A l'article 689c alinéa 4bis, il s'agit des instructions données au représentant indépendant en vue de l'assemblée générale. La Conférence de conciliation a discuté d'une proposition de compromis de M. Vogt, selon laquelle le représentant indépendant traite les instructions de chaque actionnaire de manière confidentielle jusqu'à l'assemblée générale. Le représentant indépendant peut fournir à la société des renseignements généraux sur les instructions reçues. Il n'est pas [PAGE 983] autorisé à fournir les renseignements plus de trois jours ouvrables avant l'assemblée générale et doit indiquer, lors de l'assemblée, quelles informations il a fournies à la société.
Le Conseil national avait maintenu sa position, car il pense qu'il est juste que le conseil d'administration puisse se préparer avant l'assemblée générale. Des membres du Conseil des Etats ont reconnu qu'il était très compliqué, pour le conseil d'administration, de ne pas être informé des intentions du représentant indépendant. Cette proposition de compromis a été acceptée en Conférence de conciliation, par 20 voix contre 5 sans abstention.

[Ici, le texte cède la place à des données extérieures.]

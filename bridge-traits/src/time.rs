//! Time Abstraction
//!
//! Provides an injectable time source so expiry arithmetic is deterministic
//! under test.

use chrono::{DateTime, Utc};

/// Time source trait
///
/// Abstracts system time to enable deterministic testing of token expiry
/// decisions.
///
/// # Example
///
/// ```ignore
/// use bridge_traits::time::Clock;
///
/// fn log_timestamp(clock: &dyn Clock) {
///     let now = clock.now();
///     println!("Current time: {}", now);
/// }
/// ```
pub trait Clock: Send + Sync {
    /// Get current UTC time
    fn now(&self) -> DateTime<Utc>;

    /// Get current Unix timestamp in seconds
    fn unix_timestamp(&self) -> i64 {
        self.now().timestamp()
    }

    /// Get current Unix timestamp in milliseconds
    fn unix_timestamp_millis(&self) -> i64 {
        self.now().timestamp_millis()
    }
}

/// System clock implementation using actual system time
#[derive(Debug, Clone)]
pub struct SystemClock;

impl Clock for SystemClock {
    fn now(&self) -> DateTime<Utc> {
        Utc::now()
    }
}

Ensuite, trois articles ont été traités ensemble. Il s'agit de l'article 701a alinéa 1bis, qui porte sur le lieu de réunion, et des articles 701b alinéa 1 et 704 alinéa 1 chiffre 9ter, qui portent sur les assemblées générales à l'étranger. En effet, la décision prise quant aux articles 701b alinéa 1 et 704 alinéa 1 chiffre 9ter réglera la question de l'article 701a alinéa 1bis. Il est ici question du lieu où se tiendront les assemblées générales.
La Conférence de conciliation s'est penchée sur deux propositions Caroni. L'une consistait à s'aligner sur la version du Conseil national, à l'article 701a alinéa 1bis. Pour les autres articles, la proposition était de mettre des cautèles à la possibilité de tenir des assemblées générales à l'étranger. Il faut que cette possibilité soit inscrite dans les statuts; si les statuts le prévoient, il faut que le conseil d'administration désigne un représentant indépendant; la décision statutaire doit être prise à la majorité des deux tiers.

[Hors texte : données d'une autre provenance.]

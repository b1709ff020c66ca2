//! # Event Bus System
//!
//! Provides an event-driven architecture for the auth core using `tokio::sync::broadcast`.
//! This module lets host applications observe credential lifecycle transitions without
//! polling the coordinator.
//!
//! ## Overview
//!
//! The event bus system consists of:
//! - **Event Types**: A strongly-typed enum of auth lifecycle events
//! - **EventBus**: Central broadcast channel for publishing events
//! - **EventStream**: Wrapper for consuming events with filtering
//! - **Subscription Management**: Multiple subscribers can listen independently
//!
//! ## Usage
//!
//! ### Creating an Event Bus
//!
//! ```rust
//! use core_runtime::events::EventBus;
//!
//! let event_bus = EventBus::new(100); // Buffer size of 100 events
//! ```
//!
//! ### Publishing Events
//!
//! ```rust
//! use core_runtime::events::{EventBus, AuthEvent};
//! use chrono::Utc;
//!
//! # let event_bus = EventBus::new(100);
//! let event = AuthEvent::AuthSuccess {
//!     account_id: "user-123".to_string(),
//!     provider: "google".to_string(),
//!     at: Utc::now(),
//! };
//!
//! event_bus.emit(event).ok();
//! ```
//!
//! ### Subscribing to Events
//!
//! ```rust
//! use core_runtime::events::EventBus;
//! use tokio::sync::broadcast::error::RecvError;
//!
//! # #[tokio::main]
//! # async fn main() {
//! let event_bus = EventBus::new(100);
//! let mut stream = event_bus.subscribe();
//!
//! tokio::spawn(async move {
//!     loop {
//!         match stream.recv().await {
//!             Ok(event) => println!("Received: {:?}", event),
//!             Err(RecvError::Lagged(n)) => {
//!                 eprintln!("Missed {} events", n);
//!             }
//!             Err(RecvError::Closed) => break,
//!         }
//!     }
//! });
//! # }
//! ```
//!
//! ## Delivery Semantics
//!
//! Delivery is at-least-once per live subscriber, and events emitted for the
//! same account are observed in emission order (the broadcast channel
//! preserves send order). Publishing with no subscribers is not an error
//! from the publisher's point of view; the coordinator ignores the send
//! result.
//!
//! ## Error Handling
//!
//! The event bus uses `tokio::sync::broadcast`, which can produce two types of errors:
//!
//! - **`RecvError::Lagged(n)`**: Subscriber was too slow and missed `n` events.
//!   This is non-fatal; the subscriber can continue receiving new events.
//! - **`RecvError::Closed`**: All senders have been dropped. This indicates shutdown.
//!
//! Subscribers should handle `Lagged` gracefully and treat `Closed` as a signal to exit.
//!
//! ## Thread Safety
//!
//! The event bus is fully thread-safe (`Send + Sync`). It can be safely shared across
//! async tasks using `Arc` or by cloning the bus itself.

use chrono::{DateTime, Utc};
use serde::{Deserialize, Serialize};
use std::fmt;
use tokio::sync::broadcast;

// Re-export commonly used types
pub use tokio::sync::broadcast::error::{RecvError, SendError};
pub use tokio::sync::broadcast::Receiver;

/// Default buffer size for the event bus channel.
///
/// This value balances memory usage with the ability to handle bursts of events.
/// Subscribers that can't keep up will receive `RecvError::Lagged`.
pub const DEFAULT_EVENT_BUFFER_SIZE: usize = 100;

// ============================================================================
// Auth Events
// ============================================================================

/// Events emitted by the credential lifecycle coordinator.
///
/// Payloads carry identifiers only, never token material.
#[derive(Debug, Clone, Serialize, Deserialize, PartialEq, Eq)]
#[serde(tag = "event")]
pub enum AuthEvent {
    /// An account holds valid, usable credentials again: emitted after a
    /// successful sign-in and after every successful token refresh.
    AuthSuccess {
        /// The account whose credentials became valid.
        account_id: String,
        /// The provider the account belongs to (e.g., "google", "microsoft").
        provider: String,
        /// When the transition was observed.
        at: DateTime<Utc>,
    },
    /// An account's credentials were permanently rejected by the provider;
    /// only a new interactive sign-in can recover it.
    ReauthRequired {
        /// The account that needs to be re-authenticated.
        account_id: String,
        /// The provider the account belongs to.
        provider: String,
        /// When the denial was observed.
        at: DateTime<Utc>,
    },
}

impl AuthEvent {
    /// Returns a human-readable description of the event.
    pub fn description(&self) -> &str {
        match self {
            AuthEvent::AuthSuccess { .. } => "Account credentials are valid",
            AuthEvent::ReauthRequired { .. } => "Account requires interactive re-authentication",
        }
    }

    /// Returns the severity level of the event.
    pub fn severity(&self) -> EventSeverity {
        match self {
            AuthEvent::AuthSuccess { .. } => EventSeverity::Info,
            AuthEvent::ReauthRequired { .. } => EventSeverity::Error,
        }
    }

    /// The account the event concerns.
    pub fn account_id(&self) -> &str {
        match self {
            AuthEvent::AuthSuccess { account_id, .. } => account_id,
            AuthEvent::ReauthRequired { account_id, .. } => account_id,
        }
    }
}

/// Event severity levels for filtering and logging.
#[derive(Debug, Clone, Copy, PartialEq, Eq, PartialOrd, Ord, Serialize, Deserialize)]
pub enum EventSeverity {
    /// Debug-level events (verbose)
    Debug,
    /// Informational events
    Info,
    /// Warning events
    Warning,
    /// Error events
    Error,
}

// ============================================================================
// Event Bus
// ============================================================================

/// Central event bus for publishing and subscribing to auth events.
///
/// Uses `tokio::sync::broadcast` internally, which provides:
/// - Multiple producers (clone the `EventBus`)
/// - Multiple consumers (each `subscribe()` creates a new receiver)
/// - Non-blocking sends (events are cloned for each subscriber)
/// - Lagging detection (slow subscribers get `RecvError::Lagged`)
///
/// # Example
///
/// ```rust
/// use core_runtime::events::{EventBus, AuthEvent};
/// use chrono::Utc;
///
/// # #[tokio::main]
/// # async fn main() {
/// let event_bus = EventBus::new(100);
///
/// // Subscribe to events
/// let mut subscriber1 = event_bus.subscribe();
/// let mut subscriber2 = event_bus.subscribe();
///
/// // Emit an event
/// let event = AuthEvent::AuthSuccess {
///     account_id: "user-123".to_string(),
///     provider: "google".to_string(),
///     at: Utc::now(),
/// };
/// event_bus.emit(event).ok();
/// # }
/// ```
#[derive(Clone)]
pub struct EventBus {
    sender: broadcast::Sender<AuthEvent>,
}

impl EventBus {
    /// Creates a new event bus with the specified buffer size.
    ///
    /// # Arguments
    ///
    /// * `capacity` - Maximum number of events to buffer per subscriber.
    ///   When a subscriber falls behind by more than this amount, it will
    ///   receive a `RecvError::Lagged` error.
    pub fn new(capacity: usize) -> Self {
        let (sender, _) = broadcast::channel(capacity);
        Self { sender }
    }

    /// Creates a new event bus with the default buffer size.
    #[allow(clippy::should_implement_trait)]
    pub fn default() -> Self {
        Self::new(DEFAULT_EVENT_BUFFER_SIZE)
    }

    /// Publishes an event to all subscribers.
    ///
    /// Returns the number of subscribers that received the event.
    /// Returns an error if there are no active subscribers; publishers that
    /// do not care about subscriber presence should ignore the result.
    pub fn emit(&self, event: AuthEvent) -> Result<usize, SendError<AuthEvent>> {
        self.sender.send(event)
    }

    /// Creates a new subscriber to receive events.
    ///
    /// Each call creates an independent receiver that will receive all future events.
    /// Past events are not replayed.
    pub fn subscribe(&self) -> Receiver<AuthEvent> {
        self.sender.subscribe()
    }

    /// Returns the number of active subscribers.
    pub fn subscriber_count(&self) -> usize {
        self.sender.receiver_count()
    }
}

impl fmt::Debug for EventBus {
    fn fmt(&self, f: &mut fmt::Formatter<'_>) -> fmt::Result {
        f.debug_struct("EventBus")
            .field("subscriber_count", &self.subscriber_count())
            .finish()
    }
}

// ============================================================================
// Event Stream Wrapper
// ============================================================================

/// Type alias for event filter functions.
type EventFilter = Box<dyn Fn(&AuthEvent) -> bool + Send + Sync>;

/// A wrapper around `broadcast::Receiver` with additional filtering capabilities.
///
/// This provides a more ergonomic API for consuming events with optional filtering
/// by event kind or account.
///
/// # Example
///
/// ```rust
/// use core_runtime::events::{EventBus, EventStream, AuthEvent};
///
/// # #[tokio::main]
/// # async fn main() {
/// let event_bus = EventBus::new(100);
/// let stream = EventStream::new(event_bus.subscribe());
///
/// // Filter for re-auth signals only
/// let mut reauth_stream = stream.filter(|event| {
///     matches!(event, AuthEvent::ReauthRequired { .. })
/// });
/// # }
/// ```
pub struct EventStream {
    receiver: Receiver<AuthEvent>,
    filter: Option<EventFilter>,
}

impl EventStream {
    /// Creates a new event stream from a receiver.
    pub fn new(receiver: Receiver<AuthEvent>) -> Self {
        Self {
            receiver,
            filter: None,
        }
    }

    /// Adds a filter function to this stream.
    ///
    /// Only events that match the filter will be returned by `recv()`.
    pub fn filter<F>(mut self, predicate: F) -> Self
    where
        F: Fn(&AuthEvent) -> bool + Send + Sync + 'static,
    {
        self.filter = Some(Box::new(predicate));
        self
    }

    /// Receives the next event that passes the filter (if any).
    ///
    /// This will skip events that don't match the filter and return the next matching event.
    ///
    /// # Errors
    ///
    /// Returns `RecvError::Lagged(n)` if the subscriber fell behind by `n` events.
    /// Returns `RecvError::Closed` if all senders have been dropped.
    pub async fn recv(&mut self) -> Result<AuthEvent, RecvError> {
        loop {
            let event = self.receiver.recv().await?;

            let Some(filter) = &self.filter else {
                return Ok(event);
            };

            if filter(&event) {
                return Ok(event);
            }

            // Event didn't match filter, continue to next event
        }
    }

    /// Attempts to receive an event without blocking.
    ///
    /// Returns `None` if no events are currently available.
    pub fn try_recv(&mut self) -> Option<Result<AuthEvent, RecvError>> {
        loop {
            match self.receiver.try_recv() {
                Ok(event) => {
                    let Some(filter) = &self.filter else {
                        return Some(Ok(event));
                    };

                    if filter(&event) {
                        return Some(Ok(event));
                    }

                    // Event didn't match filter, continue
                }
                Err(broadcast::error::TryRecvError::Empty) => return None,
                Err(broadcast::error::TryRecvError::Lagged(n)) => {
                    return Some(Err(RecvError::Lagged(n)))
                }
                Err(broadcast::error::TryRecvError::Closed) => return Some(Err(RecvError::Closed)),
            }
        }
    }
}

impl fmt::Debug for EventStream {
    fn fmt(&self, f: &mut fmt::Formatter<'_>) -> fmt::Result {
        f.debug_struct("EventStream")
            .field("has_filter", &self.filter.is_some())
            .finish()
    }
}

// ============================================================================
// Tests
// ============================================================================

Aux yeux du Conseil des Etats, il est important de s'assurer qu'un actionnaire ne puisse être écarté d'une assemblée générale. Il s'agit d'une proposition de compromis qui, combinée à l'article 701b, modifie la version du Conseil national. Mise aux voix, cette proposition a été adoptée, par 18 voix contre 8 sans abstention.

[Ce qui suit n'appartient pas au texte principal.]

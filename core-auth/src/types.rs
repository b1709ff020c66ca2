use chrono::{DateTime, Utc};
use serde::{Deserialize, Serialize};
use std::collections::BTreeSet;
use std::fmt;

/// Stable identifier for an authenticated account.
///
/// The value is the provider-issued subject identifier for the signed-in
/// user; it is opaque to this crate and stable across sign-ins of the same
/// account.
///
/// # Examples
///
/// ```
/// use core_auth::AccountId;
///
/// let id = AccountId::new("provider-subject-1234");
/// assert_eq!(id.as_str(), "provider-subject-1234");
/// ```
#[derive(Debug, Clone, PartialEq, Eq, Hash, PartialOrd, Ord, Serialize, Deserialize)]
#[serde(transparent)]
pub struct AccountId(String);

impl AccountId {
    /// Create an account ID from a provider-issued identifier
    pub fn new(id: impl Into<String>) -> Self {
        Self(id.into())
    }

    /// Get the identifier as a string slice
    pub fn as_str(&self) -> &str {
        &self.0
    }
}

impl fmt::Display for AccountId {
    fn fmt(&self, f: &mut fmt::Formatter<'_>) -> fmt::Result {
        write!(f, "{}", self.0)
    }
}

impl From<String> for AccountId {
    fn from(id: String) -> Self {
        Self(id)
    }
}

impl From<&str> for AccountId {
    fn from(id: &str) -> Self {
        Self(id.to_string())
    }
}

/// Supported identity providers.
///
/// Each provider has its own OAuth configuration and token semantics.
///
/// # Examples
///
/// ```
/// use core_auth::ProviderKind;
///
/// let provider = ProviderKind::Google;
/// assert_eq!(provider.display_name(), "Google");
/// ```
#[derive(Debug, Clone, Copy, PartialEq, Eq, Hash, Serialize, Deserialize)]
pub enum ProviderKind {
    /// Google identity (OAuth 2.0 with raw refresh tokens)
    Google,
    /// Microsoft identity (token broker holding the refresh state)
    Microsoft,
}

impl ProviderKind {
    /// Get the human-readable display name for this provider
    ///
    /// # Examples
    ///
    /// ```
    /// use core_auth::ProviderKind;
    ///
    /// assert_eq!(ProviderKind::Google.display_name(), "Google");
    /// assert_eq!(ProviderKind::Microsoft.display_name(), "Microsoft");
    /// ```
    pub fn display_name(&self) -> &'static str {
        match self {
            ProviderKind::Google => "Google",
            ProviderKind::Microsoft => "Microsoft",
        }
    }

    /// Get the provider identifier string
    ///
    /// Used for logging and storage keys.
    ///
    /// # Examples
    ///
    /// ```
    /// use core_auth::ProviderKind;
    ///
    /// assert_eq!(ProviderKind::Google.as_str(), "google");
    /// ```
    pub fn as_str(&self) -> &'static str {
        match self {
            ProviderKind::Google => "google",
            ProviderKind::Microsoft => "microsoft",
        }
    }

    /// Parse a provider kind from a string identifier
    ///
    /// # Examples
    ///
    /// ```
    /// use core_auth::ProviderKind;
    ///
    /// assert_eq!(ProviderKind::parse("google"), Some(ProviderKind::Google));
    /// assert_eq!(ProviderKind::parse("invalid"), None);
    /// ```
    pub fn parse(s: &str) -> Option<Self> {
        match s.to_lowercase().as_str() {
            "google" => Some(ProviderKind::Google),
            "microsoft" => Some(ProviderKind::Microsoft),
            _ => None,
        }
    }

    /// All supported providers.
    pub fn all() -> [ProviderKind; 2] {
        [ProviderKind::Google, ProviderKind::Microsoft]
    }
}

impl fmt::Display for ProviderKind {
    fn fmt(&self, f: &mut fmt::Formatter<'_>) -> fmt::Result {
        write!(f, "{}", self.display_name())
    }
}

/// Profile metadata for a signed-in account.
///
/// Created on first successful sign-in and kept until explicit sign-out.
/// Display fields may be refreshed on later sign-ins of the same account.
#[derive(Debug, Clone, PartialEq, Eq, Serialize, Deserialize)]
pub struct Account {
    /// Stable provider-issued identifier
    pub id: AccountId,
    /// The provider this account belongs to
    pub provider: ProviderKind,
    /// Human-readable display name, if the provider supplied one
    pub display_name: Option<String>,
    /// Primary email address, if the provider supplied one
    pub email: Option<String>,
}

/// Credential set for an account.
///
/// Contains the short-lived access token plus the long-lived refresh
/// handle. Depending on the provider the refresh handle is either a raw
/// OAuth refresh token or an opaque key into an SDK-managed token cache;
/// this crate treats both as an opaque secret.
///
/// # Security
///
/// Both secrets must be stored encrypted and never logged. The `Debug`
/// implementation redacts them.
///
/// # Examples
///
/// ```
/// use core_auth::{AccountId, TokenRecord};
/// use chrono::{Duration, Utc};
/// use std::collections::BTreeSet;
///
/// let record = TokenRecord {
///     account_id: AccountId::new("acct-1"),
///     access_token: "ya29.a0...".to_string(),
///     refresh_handle: "1//0g...".to_string(),
///     scopes: BTreeSet::new(),
///     expires_at: Some(Utc::now() + Duration::hours(1)),
///     token_type: "Bearer".to_string(),
/// };
///
/// assert!(record.is_fresh(Utc::now(), Duration::seconds(300)));
/// ```
#[derive(Clone, PartialEq, Eq, Serialize, Deserialize)]
pub struct TokenRecord {
    /// The account these credentials belong to
    pub account_id: AccountId,
    /// The access token used for API requests
    pub access_token: String,
    /// Opaque secret used to obtain new access tokens
    pub refresh_handle: String,
    /// Scopes granted to the access token
    pub scopes: BTreeSet<String>,
    /// When the access token expires (UTC); `None` when the provider did
    /// not report an expiry
    pub expires_at: Option<DateTime<Utc>>,
    /// Token type as reported by the provider (normally "Bearer")
    pub token_type: String,
}

impl TokenRecord {
    /// Check whether the access token can be served without refreshing.
    ///
    /// A record is fresh when the access token is non-empty and either no
    /// expiry is known or the expiry is further away than the safety
    /// margin. A token expiring exactly at `now + margin` is NOT fresh.
    ///
    /// # Examples
    ///
    /// ```
    /// use core_auth::{AccountId, TokenRecord};
    /// use chrono::{Duration, Utc};
    /// use std::collections::BTreeSet;
    ///
    /// let record = TokenRecord {
    ///     account_id: AccountId::new("acct-1"),
    ///     access_token: "token".to_string(),
    ///     refresh_handle: "refresh".to_string(),
    ///     scopes: BTreeSet::new(),
    ///     expires_at: Some(Utc::now() + Duration::minutes(2)),
    ///     token_type: "Bearer".to_string(),
    /// };
    ///
    /// // Expires inside the 5 minute margin
    /// assert!(!record.is_fresh(Utc::now(), Duration::seconds(300)));
    /// // but outside a 1 minute margin
    /// assert!(record.is_fresh(Utc::now(), Duration::seconds(60)));
    /// ```
    pub fn is_fresh(&self, now: DateTime<Utc>, safety_margin: chrono::Duration) -> bool {
        if self.access_token.is_empty() {
            return false;
        }

        match self.expires_at {
            Some(expires_at) => now + safety_margin < expires_at,
            None => true,
        }
    }

    /// Get the time remaining until token expiration
    ///
    /// Returns `None` if the token is already expired or has no known expiry.
    pub fn time_until_expiry(&self, now: DateTime<Utc>) -> Option<chrono::Duration> {
        let expires_at = self.expires_at?;
        if now >= expires_at {
            None
        } else {
            Some(expires_at - now)
        }
    }
}

// Custom Debug implementation to avoid logging secrets
impl fmt::Debug for TokenRecord {
    fn fmt(&self, f: &mut fmt::Formatter<'_>) -> fmt::Result {
        f.debug_struct("TokenRecord")
            .field("account_id", &self.account_id)
            .field("access_token", &"[REDACTED]")
            .field("refresh_handle", &"[REDACTED]")
            .field("scopes", &self.scopes)
            .field("expires_at", &self.expires_at)
            .field("token_type", &self.token_type)
            .finish()
    }
}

Le dernier article est l'article 725b alinéa 4 chiffre 1. La question est de savoir dans quels cas une société surendettée qui devrait se mettre en faillite peut être dispensée d'avertir le juge et de déposer son bilan. Lors de la Conférence de conciliation, M. Vogt a déposé une proposition visant à ajouter que pour être dispensé d'avertir le juge, il faut qu'il n'y ait pas de raison de penser que la société est surendettée. Il pense que, selon la jurisprudence, l'instrument de la postposition n'est pas suffisant pour ne pas alerter le juge et que la société doit prendre d'autres mesures d'assainissement.
M. Schmid a proposé d'en rester à la version du Conseil des Etats et du Conseil fédéral. La possibilité de mettre des créances en postposition est un instrument important. Le Conseil fédéral l'a encore rappelé pendant la crise sanitaire: il faut absolument éviter des faillites ou des situations de surendettement. Un changement dans ce domaine amènerait une insécurité juridique. En acceptant qu'une créance soit placée à un rang inférieur, un créancier aide les autres: ce n'est donc pas dans leur intérêt de déclarer directement une faillite. Lors du vote, la version du Conseil des Etats a été acceptée par 14 voix contre 10 et 1 abstention.
Au vote sur l'ensemble, la Conférence de conciliation a accepté à l'unanimité le résultat de ses travaux. En son nom, je vous propose de suivre ses recommandations, ce qui permettra la mise en oeuvre de cette importante révision.